● Problem to solve: Among the entries below, find the lines that contain the string "JsonValue". State only how many there are.

● Given information:
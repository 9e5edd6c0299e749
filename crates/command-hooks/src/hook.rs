use std::fmt;
use std::future::Future;
use std::panic::{self, AssertUnwindSafe};
use std::sync::Arc;

use futures::future::{self, BoxFuture};
use futures::FutureExt;
use serde_json::Value;

use crate::errors::HookError;

pub type HookFuture<T> = BoxFuture<'static, Result<T, HookError>>;

type Handler<A, T> = dyn Fn(Option<A>) -> HookFuture<T> + Send + Sync;

/// A lifecycle callback.
///
/// Hooks receive the argument set matching their position in a round, or
/// `None` when the round supplied fewer argument sets than hooks.
pub struct Hook<A, T = Value> {
    handler: Arc<Handler<A, T>>,
}

impl<A, T> Clone for Hook<A, T> {
    fn clone(&self) -> Self {
        Self {
            handler: Arc::clone(&self.handler),
        }
    }
}

impl<A, T> fmt::Debug for Hook<A, T> {
    fn fmt(&self, f: &mut fmt::Formatter<'_>) -> fmt::Result {
        f.debug_struct("Hook").finish_non_exhaustive()
    }
}

impl<A, T> Hook<A, T>
where
    A: Send + 'static,
    T: Send + 'static,
{
    /// Wrap an asynchronous hook.
    pub fn new<F, Fut>(hook: F) -> Self
    where
        F: Fn(Option<A>) -> Fut + Send + Sync + 'static,
        Fut: Future<Output = Result<T, HookError>> + Send + 'static,
    {
        Self {
            handler: Arc::new(move |args| hook(args).boxed()),
        }
    }

    /// Wrap a hook that completes synchronously.
    pub fn from_fn<F>(hook: F) -> Self
    where
        F: Fn(Option<A>) -> Result<T, HookError> + Send + Sync + 'static,
    {
        Self {
            handler: Arc::new(move |args| future::ready(hook(args)).boxed()),
        }
    }

    /// Start the hook. Panics raised while calling it or while polling
    /// its future settle the returned future with [`HookError::Panicked`].
    pub(crate) fn invoke(&self, args: Option<A>) -> HookFuture<T> {
        let handler = Arc::clone(&self.handler);
        match panic::catch_unwind(AssertUnwindSafe(move || handler(args))) {
            Ok(pending) => AssertUnwindSafe(pending)
                .catch_unwind()
                .map(|settled| settled.unwrap_or_else(|payload| Err(HookError::from_panic(payload))))
                .boxed(),
            Err(payload) => future::ready(Err(HookError::from_panic(payload))).boxed(),
        }
    }
}

/// Hooks of one event, in registration order.
pub struct HookList<A, T = Value>(Vec<Hook<A, T>>);

impl<A, T> HookList<A, T> {
    pub fn new() -> Self {
        Self(Vec::new())
    }

    pub fn push(&mut self, hook: Hook<A, T>) {
        self.0.push(hook);
    }

    pub fn len(&self) -> usize {
        self.0.len()
    }

    pub fn is_empty(&self) -> bool {
        self.0.is_empty()
    }

    pub fn iter(&self) -> std::slice::Iter<'_, Hook<A, T>> {
        self.0.iter()
    }
}

impl<A, T> Default for HookList<A, T> {
    fn default() -> Self {
        Self::new()
    }
}

impl<A, T> Clone for HookList<A, T> {
    fn clone(&self) -> Self {
        Self(self.0.clone())
    }
}

impl<A, T> fmt::Debug for HookList<A, T> {
    fn fmt(&self, f: &mut fmt::Formatter<'_>) -> fmt::Result {
        f.debug_tuple("HookList").field(&self.0.len()).finish()
    }
}

impl<A, T> From<Hook<A, T>> for HookList<A, T> {
    fn from(hook: Hook<A, T>) -> Self {
        Self(vec![hook])
    }
}

impl<A, T> From<Vec<Hook<A, T>>> for HookList<A, T> {
    fn from(hooks: Vec<Hook<A, T>>) -> Self {
        Self(hooks)
    }
}

impl<A, T> From<&HookList<A, T>> for HookList<A, T> {
    fn from(hooks: &HookList<A, T>) -> Self {
        hooks.clone()
    }
}

/// Argument sets handed to the hooks of a round.
#[derive(Clone, Debug)]
pub enum HookArgs<A> {
    /// Hook `i` receives set `i`; hooks past the end receive nothing.
    Each(Vec<A>),
    /// Every hook receives its own copy of the same argument set.
    Broadcast(A),
}

impl<A: Clone> HookArgs<A> {
    pub fn none() -> Self {
        HookArgs::Each(Vec::new())
    }

    pub fn broadcast(args: A) -> Self {
        HookArgs::Broadcast(args)
    }

    pub(crate) fn for_hook(&self, index: usize) -> Option<A> {
        match self {
            HookArgs::Each(sets) => sets.get(index).cloned(),
            HookArgs::Broadcast(args) => Some(args.clone()),
        }
    }
}

impl<A> From<Vec<A>> for HookArgs<A> {
    fn from(sets: Vec<A>) -> Self {
        HookArgs::Each(sets)
    }
}
use anyhow::{bail, Result};
use clap::{Args, Subcommand};
use serde_json::Value as JsonValue;

use crate::cli::context::CliContext;
use crate::cli::output::{render, OutputFormat};

#[derive(Args, Clone, Debug)]
pub struct ConfigArgs {
    #[command(subcommand)]
    pub action: ConfigAction,
}

#[derive(Subcommand, Clone, Debug)]
pub enum ConfigAction {
    /// Show the effective configuration
    Show,

    /// Get a configuration value by dotted key, e.g. `retry.default_limit`
    Get {
        /// Configuration key
        key: String,
    },

    /// Validate the configuration file
    Validate,
}

pub async fn cmd_config(args: ConfigArgs, ctx: &CliContext, output: OutputFormat) -> Result<()> {
    let path = ctx.config_path();
    let config = ctx.config();
    match args.action {
        ConfigAction::Show => match render(config, &output)? {
            Some(rendered) => println!("{rendered}"),
            None => {
                println!("Current configuration ({}):", path.display());
                print!("{}", config.to_yaml()?);
            }
        },
        ConfigAction::Get { key } => {
            let json = serde_json::to_value(config)?;
            let segments = split_key(&key)?;
            match get_json_value(&json, &segments) {
                Some(value) => println!("{}", serde_json::to_string(value)?),
                None => bail!("{} not found in configuration", key),
            }
        }
        ConfigAction::Validate => {
            // Loading already parsed and validated the file.
            config.validate()?;
            if path.exists() {
                println!("Configuration file {} is valid", path.display());
            } else {
                println!(
                    "No configuration file at {}; defaults are valid",
                    path.display()
                );
            }
        }
    }

    Ok(())
}

fn split_key(key: &str) -> Result<Vec<&str>> {
    let segments: Vec<&str> = key
        .split('.')
        .filter(|segment| !segment.is_empty())
        .collect();
    if segments.is_empty() {
        bail!("configuration key cannot be empty");
    }
    Ok(segments)
}

fn get_json_value<'a>(value: &'a JsonValue, path: &[&str]) -> Option<&'a JsonValue> {
    let mut current = value;
    for segment in path {
        match current {
            JsonValue::Object(map) => {
                current = map.get(*segment)?;
            }
            _ => return None,
        }
    }
    Some(current)
}
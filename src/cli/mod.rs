pub mod app;
pub mod commands;
pub mod config;
pub mod context;
pub mod demo;
pub mod dispatch;
pub mod env;
pub mod output;
pub mod runtime;
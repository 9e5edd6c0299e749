//! Built-in hooks that trace every command a scope runs.

use serde_json::Value;
use shim_chain::{AfterCommandEvent, AfterCommandHook, BeforeCommandHook, CommandEvent, Hook};
use tracing::{info, warn};

const TARGET: &str = "command_shim::commands";

pub fn before_hook() -> BeforeCommandHook {
    Hook::from_fn(|event: Option<CommandEvent>| {
        if let Some(event) = event {
            let args = Value::Array(event.args.clone());
            info!(
                target: TARGET,
                invocation = %event.invocation,
                command = %event.command,
                endpoint = event.endpoint.as_deref().unwrap_or("-"),
                args = %args,
                "command started"
            );
        }
        Ok(Value::Null)
    })
}

pub fn after_hook() -> AfterCommandHook {
    Hook::from_fn(|event: Option<AfterCommandEvent>| {
        let Some(event) = event else {
            return Ok(Value::Null);
        };
        let elapsed_ms = event.elapsed.as_millis() as u64;
        match &event.result {
            Ok(value) => info!(
                target: TARGET,
                invocation = %event.event.invocation,
                command = event.command(),
                elapsed_ms,
                shape = value.shape(),
                "command finished"
            ),
            Err(err) => warn!(
                target: TARGET,
                invocation = %event.event.invocation,
                command = event.command(),
                elapsed_ms,
                error = %err,
                "command failed"
            ),
        }
        Ok(Value::Null)
    })
}
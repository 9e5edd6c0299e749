use anyhow::Result;
use clap::Parser;
use tracing::{error, info};

use super::context::CliContext;
use super::dispatch::dispatch;
use super::env::CliArgs;
use super::runtime::{init_logging, load_config, LoadedConfig};

pub async fn run() -> Result<()> {
    let cli = CliArgs::parse();

    init_logging(&cli.log_level, cli.debug)?;

    info!("Starting command-shim v{}", env!("CARGO_PKG_VERSION"));

    let LoadedConfig { config, path } = load_config(cli.config.as_ref()).await?;
    let cli_context = CliContext::new(config, path);

    match dispatch(&cli, &cli_context).await {
        Ok(()) => {
            info!("Command completed successfully");
            Ok(())
        }
        Err(err) => {
            error!("Command failed: {}", err);
            Err(err)
        }
    }
}
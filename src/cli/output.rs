use anyhow::Result;
use clap::ValueEnum;
use serde::Serialize;

#[derive(Clone, Debug, ValueEnum)]
pub enum OutputFormat {
    Human,
    Json,
    Yaml,
}

/// Render `value` for the machine-readable formats; `None` for human output.
pub fn render<T: Serialize>(value: &T, format: &OutputFormat) -> Result<Option<String>> {
    Ok(match format {
        OutputFormat::Human => None,
        OutputFormat::Json => Some(serde_json::to_string_pretty(value)?),
        OutputFormat::Yaml => Some(serde_yaml::to_string(value)?),
    })
}
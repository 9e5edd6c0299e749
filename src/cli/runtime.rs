use std::path::PathBuf;

use anyhow::{Context, Result};
use command_shim::ShimConfig;
use tokio::fs;
use tracing::{info, warn};
use tracing_subscriber::{layer::SubscriberExt, util::SubscriberInitExt};

pub fn init_logging(level: &str, debug: bool) -> Result<()> {
    let level = if debug {
        tracing::Level::DEBUG
    } else {
        level.parse().context("Invalid log level")?
    };

    tracing_subscriber::registry()
        .with(
            tracing_subscriber::EnvFilter::try_from_default_env()
                .unwrap_or_else(|_| tracing_subscriber::EnvFilter::new(level.to_string())),
        )
        .with(tracing_subscriber::fmt::layer().with_writer(std::io::stderr))
        .init();

    Ok(())
}

pub struct LoadedConfig {
    pub config: ShimConfig,
    pub path: PathBuf,
}

pub fn default_config_path() -> Result<PathBuf> {
    // Priority: ./config/shim.yaml > ~/.config/command-shim/shim.yaml
    let local_config = PathBuf::from("config/shim.yaml");
    if local_config.exists() {
        return Ok(local_config);
    }
    let mut path = dirs::config_dir().context("Failed to get config directory")?;
    path.push("command-shim");
    path.push("shim.yaml");
    Ok(path)
}

pub async fn load_config(config_path: Option<&PathBuf>) -> Result<LoadedConfig> {
    let config_path = match config_path {
        Some(path) => path.clone(),
        None => default_config_path()?,
    };

    if fs::try_exists(&config_path).await.unwrap_or(false) {
        let content = fs::read_to_string(&config_path)
            .await
            .with_context(|| format!("Failed to read config file {}", config_path.display()))?;

        let config = ShimConfig::from_yaml(&content)
            .with_context(|| format!("Failed to parse config file {}", config_path.display()))?;

        info!("Loaded configuration from: {}", config_path.display());
        Ok(LoadedConfig {
            config,
            path: config_path,
        })
    } else {
        warn!(
            "Config file not found, using defaults: {}",
            config_path.display()
        );
        Ok(LoadedConfig {
            config: ShimConfig::default(),
            path: config_path,
        })
    }
}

● Worked solution: 3